Welcome back for another short but sweet edition from the Tulip Teacher whose hope it is that economic life lessons are subversively slipping into your long-term memory. Today, I want to address a serious topic that keeps me up at night; the price of Freddo’s. Freddo’s used to be 10p and they definitely used to be larger. When that titchy chocolate amphibian reaches 50p it should be the beacon of an all-out revolution.
Whilst I hope I’m not alone in wanting to campaign for cheaper chocolate frogs, ultimately nearly all general goods, assets, and services are subject to the same phenomenon known as ‘inflation’. That is, a general increase in the price level.
Year on year prices change and usually in (definitely not always) an upward trajectory and though there is no constant level of inflation, the UK government aims to keep it at around 2% per year.
2% does not sound like much. If a weekly shop is £100, next year you might expect to pay around £102. Not exactly an attention-grabbing headline. But across a lifetime of weekly shops and 2% inflation, ceteris paribus (posh economic speak for ‘keeping all other variables the same’), your weekly shop chips away at your relative wealth if you do nothing due to the compounding effect of interest.

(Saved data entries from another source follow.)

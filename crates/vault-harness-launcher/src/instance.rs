// crates/vault-harness-launcher/src/instance.rs
// ============================================================================
// Module: Isolated Instance
// Description: Single-use launch context with a private working directory.
// Purpose: Run multiple independent application instances in one test
//          session by isolating each in its own OS process and directory.
// Dependencies: tempfile, tokio, tracing, vault-harness-core
// ============================================================================

//! ## Overview
//! An [`AppInstance`] owns a scratch working directory and at most one child
//! process. Older harnesses ran a second copy of the application's
//! process-wide singleton inside an in-process isolated context; here the
//! isolation is the OS process boundary, and the single-start rule is kept:
//! a second `start` on the same instance fails with
//! [`HarnessError::AlreadyStarted`] before any process work.

// ============================================================================
// SECTION: Imports
// ============================================================================

use std::path::Path;
use std::path::PathBuf;
use std::time::Duration;

use tempfile::TempDir;
use tracing::info;
use tracing::warn;
use vault_harness_core::HarnessError;
use vault_harness_core::LaunchOptions;

use crate::app::VaultApp;
use crate::launch::launch_in_dir;
use crate::registry::InstanceRegistry;

// ============================================================================
// SECTION: Instance
// ============================================================================

/// A single-use, directory-isolated launch context for the vault application.
#[derive(Debug)]
pub struct AppInstance {
    /// Path to the vault application executable.
    exe: PathBuf,
    /// Private working directory; removed when the instance is dropped.
    scratch: TempDir,
    /// Whether a launch has already succeeded in this instance.
    started: bool,
    /// Handle to the running application, if any.
    app: Option<VaultApp>,
}

impl AppInstance {
    /// Creates a fresh instance with its own scratch working directory.
    ///
    /// # Errors
    ///
    /// Returns an I/O error when the scratch directory cannot be created.
    pub fn new(exe: impl Into<PathBuf>) -> Result<Self, HarnessError> {
        let scratch = TempDir::with_prefix("vault-harness-instance-")?;
        Ok(Self { exe: exe.into(), scratch, started: false, app: None })
    }

    /// Private working directory of this instance.
    #[must_use]
    pub fn workdir(&self) -> &Path {
        self.scratch.path()
    }

    /// Whether a launch has already succeeded in this instance.
    #[must_use]
    pub const fn is_started(&self) -> bool {
        self.started
    }

    /// Handle to the running application, when started.
    #[must_use]
    pub const fn app(&self) -> Option<&VaultApp> {
        self.app.as_ref()
    }

    /// Launches the application inside this instance's scratch directory.
    ///
    /// Unlike the shared variant, zero databases are accepted: the
    /// application then starts with no database and no passphrase argument.
    ///
    /// # Errors
    ///
    /// Returns [`HarnessError::AlreadyStarted`] when a launch already
    /// succeeded here; afterwards any fixture, spawn, or synchronization
    /// failure aborts the launch and leaves the instance restartable.
    pub async fn start(&mut self, options: &LaunchOptions) -> Result<&VaultApp, HarnessError> {
        if self.started {
            return Err(HarnessError::AlreadyStarted);
        }
        let app =
            launch_in_dir(&self.exe, self.scratch.path(), options, InstanceRegistry::global())
                .await?;
        info!(pid = app.pid(), workdir = %self.scratch.path().display(), "isolated instance ready");
        self.started = true;
        self.app = Some(app);
        // The borrow is re-taken from the freshly stored handle.
        self.app.as_ref().ok_or(HarnessError::ChannelClosed)
    }

    /// Exits the application and reclaims the instance.
    ///
    /// Issues a clean exit command first; when the process is still alive
    /// after `deadline` it is killed. The scratch directory is removed when
    /// the returned instance value is dropped.
    ///
    /// # Errors
    ///
    /// Returns an I/O error when a forced kill fails.
    pub async fn shutdown(mut self, deadline: Duration) -> Result<(), HarnessError> {
        if let Some(app) = self.app.take() {
            match app.exit(deadline).await {
                Ok(()) => {}
                Err(err) if err.is_timeout() => {
                    warn!(pid = app.pid(), "clean exit timed out, killing instance");
                    app.kill().await?;
                }
                Err(err) => return Err(err),
            }
        }
        Ok(())
    }
}
// crates/vault-harness-launcher/src/launch.rs
// ============================================================================
// Module: Launch Sequence
// Description: Shared startup/synchronization routine for both variants.
// Purpose: Drain old instances, stage fixtures, spawn the application, wait
//          for readiness, open the remaining databases, and re-enable the
//          plugin policy.
// Dependencies: tokio, tracing, vault-harness-core
// ============================================================================

//! ## Overview
//! One launch routine backs both public variants. [`Launcher`] runs the
//! application in its own install directory and requires at least one
//! database; the isolated variant points the same routine at a private
//! scratch directory and also accepts zero databases. The routine validates
//! everything it can before any process work, and every wait is bounded by
//! the resolved deadline.

// ============================================================================
// SECTION: Imports
// ============================================================================

use std::path::Path;
use std::path::PathBuf;
use std::process::Stdio;
use std::sync::Arc;
use std::time::Duration;

use tokio::process::Command;
use tokio::sync::Mutex as AsyncMutex;
use tracing::info;
use vault_harness_core::HarnessError;
use vault_harness_core::LaunchOptions;
use vault_harness_core::control::ControlRequest;
use vault_harness_core::fixtures;
use vault_harness_core::timeouts::resolve_timeout;

use crate::app::AppChannel;
use crate::app::VaultApp;
use crate::client::ControlClient;
use crate::registry::InstanceRegistry;

// ============================================================================
// SECTION: Launcher
// ============================================================================

/// Launches the vault application in its own install directory.
///
/// This is the shared variant: all launches target the directory containing
/// the executable, and `exit_all_first` drains every instance this harness
/// process started before a new one comes up.
#[derive(Debug)]
pub struct Launcher {
    /// Path to the vault application executable.
    exe: PathBuf,
    /// Registry consulted for the exit-all drain.
    registry: &'static InstanceRegistry,
}

impl Launcher {
    /// Creates a launcher for the given executable path.
    #[must_use]
    pub fn new(exe: impl Into<PathBuf>) -> Self {
        Self { exe: exe.into(), registry: InstanceRegistry::global() }
    }

    /// Registry used by this launcher's exit-all drain.
    #[must_use]
    pub const fn registry(&self) -> &'static InstanceRegistry {
        self.registry
    }

    /// Launches the application with the given options.
    ///
    /// # Errors
    ///
    /// Fails fast with [`HarnessError::DatabaseCountOutOfRange`] when fewer
    /// than one database is requested; afterwards any fixture, spawn, or
    /// synchronization failure aborts the launch.
    pub async fn launch(&self, options: &LaunchOptions) -> Result<VaultApp, HarnessError> {
        // The shared variant always opens the first database from argv.
        options.databases.require_at_least(1)?;
        let workdir = self
            .exe
            .parent()
            .filter(|dir| !dir.as_os_str().is_empty())
            .map(Path::to_path_buf)
            .ok_or_else(|| HarnessError::WorkDirMissing { path: self.exe.clone() })?;
        launch_in_dir(&self.exe, &workdir, options, self.registry).await
    }

    /// Asks every instance this harness started to exit and waits for the
    /// drain to finish.
    ///
    /// # Errors
    ///
    /// Returns [`HarnessError::ExitAllTimeout`] when instances remain after
    /// the deadline.
    pub async fn exit_all(&self, deadline: Duration) -> Result<(), HarnessError> {
        let deadline = resolve_timeout(deadline)?;
        self.registry.exit_all(deadline).await
    }
}

// ============================================================================
// SECTION: Shared Sequence
// ============================================================================

/// Runs the full launch sequence in `workdir`.
pub(crate) async fn launch_in_dir(
    exe: &Path,
    workdir: &Path,
    options: &LaunchOptions,
    registry: &'static InstanceRegistry,
) -> Result<VaultApp, HarnessError> {
    let deadline = resolve_timeout(options.timeout)?;

    if options.exit_all_first {
        registry.exit_all(deadline).await?;
    }

    if !workdir.is_dir() {
        return Err(HarnessError::WorkDirMissing { path: workdir.to_path_buf() });
    }
    if !exe.is_file() {
        return Err(HarnessError::ExecutableNotFound { path: exe.to_path_buf() });
    }

    if options.fresh_config {
        fixtures::write_config(workdir)?;
    }
    let databases = fixtures::write_databases(workdir, options.databases)?;

    let args = options.to_args(databases.first().map(PathBuf::as_path));
    info!(exe = %exe.display(), workdir = %workdir.display(), "starting vault application");
    let mut child = Command::new(exe)
        .args(&args)
        .current_dir(workdir)
        .stdin(Stdio::piped())
        .stdout(Stdio::piped())
        .stderr(Stdio::inherit())
        .kill_on_drop(true)
        .spawn()
        .map_err(HarnessError::Spawn)?;

    let stdin = child.stdin.take().ok_or(HarnessError::ChannelClosed)?;
    let stdout = child.stdout.take().ok_or(HarnessError::ChannelClosed)?;
    let mut control = ControlClient::new(stdin, stdout);

    let (pid, version) = match control.wait_ready(deadline).await {
        Ok(ready) => ready,
        Err(HarnessError::ChannelClosed) => {
            // The application died before readiness; report its exit status
            // rather than a timeout.
            let status = child.wait().await.ok().and_then(|status| status.code());
            return Err(HarnessError::AppExited { status });
        }
        Err(err) => return Err(err),
    };
    info!(pid, %version, "vault application ready");

    // The first database is opened by argv; the rest go through the
    // application's file-open entry point with the same passphrase.
    for database in databases.iter().skip(1) {
        control
            .request(deadline, |id| ControlRequest::OpenDatabase {
                id,
                path: database.clone(),
                passphrase: options.passphrase.clone(),
            })
            .await?;
        info!(database = %database.display(), "additional database opened");
    }

    // The canned configuration disables plugins so none load during startup;
    // re-enable the policy now so the plugin dialog is reachable.
    control.request(deadline, |id| ControlRequest::SetPluginPolicy { id, enabled: true }).await?;
    info!(pid, "plugin policy re-enabled");

    let channel = Arc::new(AsyncMutex::new(AppChannel { child, control }));
    registry.register(pid, &channel);
    Ok(VaultApp::new(channel, workdir.to_path_buf(), databases, pid, version, deadline))
}
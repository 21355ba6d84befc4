// crates/vault-harness-core/src/fixtures.rs
// ============================================================================
// Module: Launch Fixtures
// Description: Canned configuration and template database fixture writers.
// Purpose: Force a known application state before every launch.
// Dependencies: std
// ============================================================================

//! ## Overview
//! Before each launch the harness overwrites the application's configuration
//! blob and writes N copies of a pre-built template database into the working
//! directory under the fixed `test{n}.vaultdb` naming template. The files are
//! ephemeral; nothing cleans them up beyond the working directory's own
//! lifetime.

// ============================================================================
// SECTION: Imports
// ============================================================================

use std::fs;
use std::path::Path;
use std::path::PathBuf;

use crate::config::AppConfig;
use crate::errors::HarnessError;
use crate::options::DatabaseCount;

// ============================================================================
// SECTION: Constants
// ============================================================================

/// File name of the vault application's configuration blob.
pub const CONFIG_FILE_NAME: &str = "vaultapp.config.toml";

/// Base name of the vault application executable (no platform suffix).
pub const EXECUTABLE_BASE_NAME: &str = "vaultapp";

/// Pre-built template database unlocked by the fixture passphrase.
pub const TEMPLATE_DATABASE: &[u8] = include_bytes!("../fixtures/test.vaultdb");

// ============================================================================
// SECTION: Naming
// ============================================================================

/// Returns the fixture database file name for a 1-based index.
#[must_use]
pub fn database_file_name(index: u32) -> String {
    format!("test{index}.vaultdb")
}

/// Returns the platform executable name of the vault application.
#[must_use]
pub fn executable_name() -> String {
    format!("{EXECUTABLE_BASE_NAME}{}", std::env::consts::EXE_SUFFIX)
}

// ============================================================================
// SECTION: Writers
// ============================================================================

/// Overwrites the configuration blob in `dir` with the canned startup
/// defaults (plugins disabled).
///
/// # Errors
///
/// Returns [`HarnessError::Fixture`] when the file cannot be written and
/// [`HarnessError::Config`] when serialization fails.
pub fn write_config(dir: &Path) -> Result<PathBuf, HarnessError> {
    let path = dir.join(CONFIG_FILE_NAME);
    let blob = AppConfig::startup_default().to_toml_string()?;
    fs::write(&path, blob).map_err(|source| HarnessError::Fixture { path: path.clone(), source })?;
    Ok(path)
}

/// Writes `count` copies of the template database into `dir` as
/// `test1.vaultdb` .. `test{count}.vaultdb`, in index order.
///
/// # Errors
///
/// Returns [`HarnessError::Fixture`] on the first file that cannot be
/// written; earlier files are left in place.
pub fn write_databases(dir: &Path, count: DatabaseCount) -> Result<Vec<PathBuf>, HarnessError> {
    let mut files = Vec::new();
    for index in count.indices() {
        let path = dir.join(database_file_name(index));
        fs::write(&path, TEMPLATE_DATABASE)
            .map_err(|source| HarnessError::Fixture { path: path.clone(), source })?;
        files.push(path);
    }
    Ok(files)
}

Let us assume we buy the same items (in terms of quality and brands etc) and there is an average of 2% inflation per annum (again, the government’s target), here’s the proportion of how much of your regular shop you’d be able to buy with £100 across decades.

In 50 years £100 will only buy around a third of your full weekly shop that you can buy today. That is the slow burning reality of inflation that can creep up on you.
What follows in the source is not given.